A fair bit of corporate effort seems to be going in to purveying the “move along, not much to see here” line in advance of the Fairfax Media Annual General meeting at the Four Seasons Hotel in Sydney tomorrow.

The line is that the factional wars on the Board are over, or that the cracks have at least been papered over; that Roger Corbett will be chairman and that the three contenders for the board position — Steve Harris, Stephen Mayne and Gerard Noonan — will fail to get the required 50% of the shareholder vote in the teeth of a board recommendation against them.

But there is still the potential for the unexpected. To give just one example, former Keating Government Minister Chris Schacht is a small shareholder in Fairfax, and plans to attend the meeting and ask questions.

This morning he would not tell me the detail of what plans to ask, but in previous years when Schacht has attended the AGM he has had some toughies on issues of governance and board composition. We can expect at least a repeat performance.

Schacht also plans to vote against the remuneration package for Fairfax directors, about which the Australian Council of Superannuation Investors has also had nasty things to say.

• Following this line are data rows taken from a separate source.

//! Snapshot reconciliation
//!
//! Snapshots are always applied as destructive replaces, never merged, and
//! in dependency order:
//!
//! ```text
//! tracks → regions → markers → effect chains → synth states → settings → locks → presence
//! ```
//!
//! The caller holds the echo guard for the whole apply. Live instruments are
//! only touched afterwards, from the returned [`HostWork`].

use rf_connector::{FullState, StateSync};
use rf_core::{ProjectSettings, SynthState, TimeSignature, TrackId, clamp_bpm};
use rf_state::{Document, LockManager, Presence, Selection};
use std::collections::BTreeMap;

use crate::HostWork;

/// Replace the whole room state
pub fn apply_state_sync(
    document: &mut Document,
    locks: &mut LockManager,
    presence: &mut Presence,
    sync: StateSync,
) -> Vec<HostWork> {
    let StateSync {
        tracks,
        regions,
        locks: leases,
        selected_track_id,
        selected_region_ids,
        bpm,
        time_signature,
        project_scale,
        synth_states,
        effect_chains,
        markers,
        voice_states,
        broadcast_states,
    } = sync;

    document.replace_tracks(tracks);
    document.replace_regions(regions);
    document.replace_markers(markers);
    document.replace_effect_chains(effect_chains);

    let work = synth_work(&synth_states);
    document.replace_synth_states(synth_states);

    let defaults = ProjectSettings::default();
    document.replace_settings(ProjectSettings {
        bpm: bpm.map(clamp_bpm).unwrap_or(defaults.bpm),
        time_signature: valid_time_signature(time_signature).unwrap_or(defaults.time_signature),
        project_scale: project_scale.unwrap_or(defaults.project_scale),
    });

    locks.replace_all(leases);
    presence.replace_aux(
        voice_states,
        broadcast_states,
        Selection {
            track_id: selected_track_id,
            region_ids: selected_region_ids,
        },
    );

    work
}

/// Whole-project replace (`project_loaded`); locks and presence stay
pub fn apply_project(document: &mut Document, project: StateSync) -> Vec<HostWork> {
    document.replace_tracks(project.tracks);
    document.replace_regions(project.regions);
    document.replace_markers(project.markers);
    document.replace_effect_chains(project.effect_chains);

    let work = synth_work(&project.synth_states);
    document.replace_synth_states(project.synth_states);

    let mut settings = *document.settings.get();
    if let Some(bpm) = project.bpm {
        settings.bpm = clamp_bpm(bpm);
    }
    if let Some(ts) = valid_time_signature(project.time_signature) {
        settings.time_signature = ts;
    }
    if let Some(scale) = project.project_scale {
        settings.project_scale = scale;
    }
    document.replace_settings(settings);

    work
}

/// Broadcast rewrite: replace only what the message carries
pub fn apply_full_state(document: &mut Document, state: FullState) {
    if let Some(tracks) = state.tracks {
        document.replace_tracks(tracks);
    }
    if let Some(regions) = state.regions {
        document.replace_regions(regions);
    }
    if let Some(markers) = state.markers {
        document.replace_markers(markers);
    }
    if state.bpm.is_some() || state.time_signature.is_some() {
        let mut settings = *document.settings.get();
        if let Some(bpm) = state.bpm {
            settings.bpm = clamp_bpm(bpm);
        }
        if let Some(ts) = valid_time_signature(state.time_signature) {
            settings.time_signature = ts;
        }
        document.replace_settings(settings);
    }
}

/// The parts of the document a full-state rewrite carries
pub fn capture_full_state(document: &Document) -> FullState {
    let settings = document.settings.get();
    FullState {
        tracks: Some(document.tracks.to_vec()),
        regions: Some(document.regions.values().map(|r| r.sanitized()).collect()),
        markers: Some(document.markers.to_vec()),
        bpm: Some(settings.bpm),
        time_signature: Some(settings.time_signature),
    }
}

/// Complete snapshot of the local view, in wire form
pub fn capture_state_sync(
    document: &Document,
    locks: &LockManager,
    presence: &Presence,
) -> StateSync {
    let state = document.state();
    StateSync {
        tracks: state.tracks,
        regions: state.regions.iter().map(|r| r.sanitized()).collect(),
        locks: locks.leases().clone(),
        selected_track_id: presence.snapshot_selection.track_id.clone(),
        selected_region_ids: presence.snapshot_selection.region_ids.clone(),
        bpm: Some(state.settings.bpm),
        time_signature: Some(state.settings.time_signature),
        project_scale: Some(state.settings.project_scale),
        synth_states: state.synth_states,
        effect_chains: state.effect_chains,
        markers: state.markers,
        voice_states: presence.voice_states.clone(),
        broadcast_states: presence.broadcast_states.clone(),
    }
}

fn synth_work(states: &BTreeMap<TrackId, SynthState>) -> Vec<HostWork> {
    states
        .iter()
        .filter(|(_, state)| !state.is_empty())
        .map(|(track_id, params)| HostWork::ApplyParams {
            track_id: track_id.clone(),
            params: params.clone(),
        })
        .collect()
}

fn valid_time_signature(ts: Option<TimeSignature>) -> Option<TimeSignature> {
    match ts {
        Some(ts) if ts.is_valid() => Some(ts),
        Some(ts) => {
            log::warn!(
                "[Sync] Ignoring invalid time signature {}/{}",
                ts.numerator,
                ts.denominator
            );
            None
        }
        None => None,
    }
}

Schacht — whose shareholding is too tiny to swing any results — says he will be voting in favor of the three new contenders for the Board, because of his belief that there is a need for media experience. As for Corbett’s candidacy, he has not made up his mind, but says he has no objection to him as Chair providing there is solid media experience elsewhere on the board.

Another spanner in the works is the resignation of independent Director David Evans, following the calling of a foul by the industry regulator, the Australian Communications and Media Authority, over the fact that he is also director of Village Roadshow, and thus in breach of laws prohibiting one person from being on the board of two companies that control radio stations in the same market.

As reported previously, it seems to have taken both ACMA and the boards of the two companies concerned an inordinately long time to wake up to the longstanding problem. This, too, is a likely fertile topic for difficult questions along the lines of “what on earth were you thinking?”

So what of the three new contenders for the board? Do they have a chance?

Steve Harris, former editor in chief of both The Age and the Herald and Weekly Times, has run a low profile campaign, eschewing the opportunity to criticize the incumbents. While he has little chance of getting the requisite number of votes, he has kept his nose clean enough to leave open the possibility that he will be tapped on the shoulder for a post after the AGM, as part of the promised process of “orderly renewal”.

Evans’ resignation might increase his chances, since it will create not only another vacancy, but also a lack of Melbourne based directors. Harris ticks that box.

Gerard Noonan, journalist and former editor of the Australian Financial Review, has been more high profile in his campaign, launching his own website and Twitter presence. He has not hesitated to criticize the existing board in public, which will not endear him to them.

This morning Noonan told me he had been he had been promised the support of eight to 10 superannuation funds, but given that their shareholdings were often pooled and in the hands of fund managers, he was uncertain how that would translate. “All I can give is the weary political line that there is only one poll that matters on the day,” he said.

As for Stephen Mayne, Crikey founder and shareholder activist, nobody gives him much of a chance, and Mayne himself has endorsed Steve Harris as the “dream candidate”.

So the headlines may well be that Corbett is re-elected, but somehow I doubt the process will be painless.

Declaration: Both Harris and Noonan are on the Board of the recently established Foundation for Public Interest Journalism, of which I am the chair.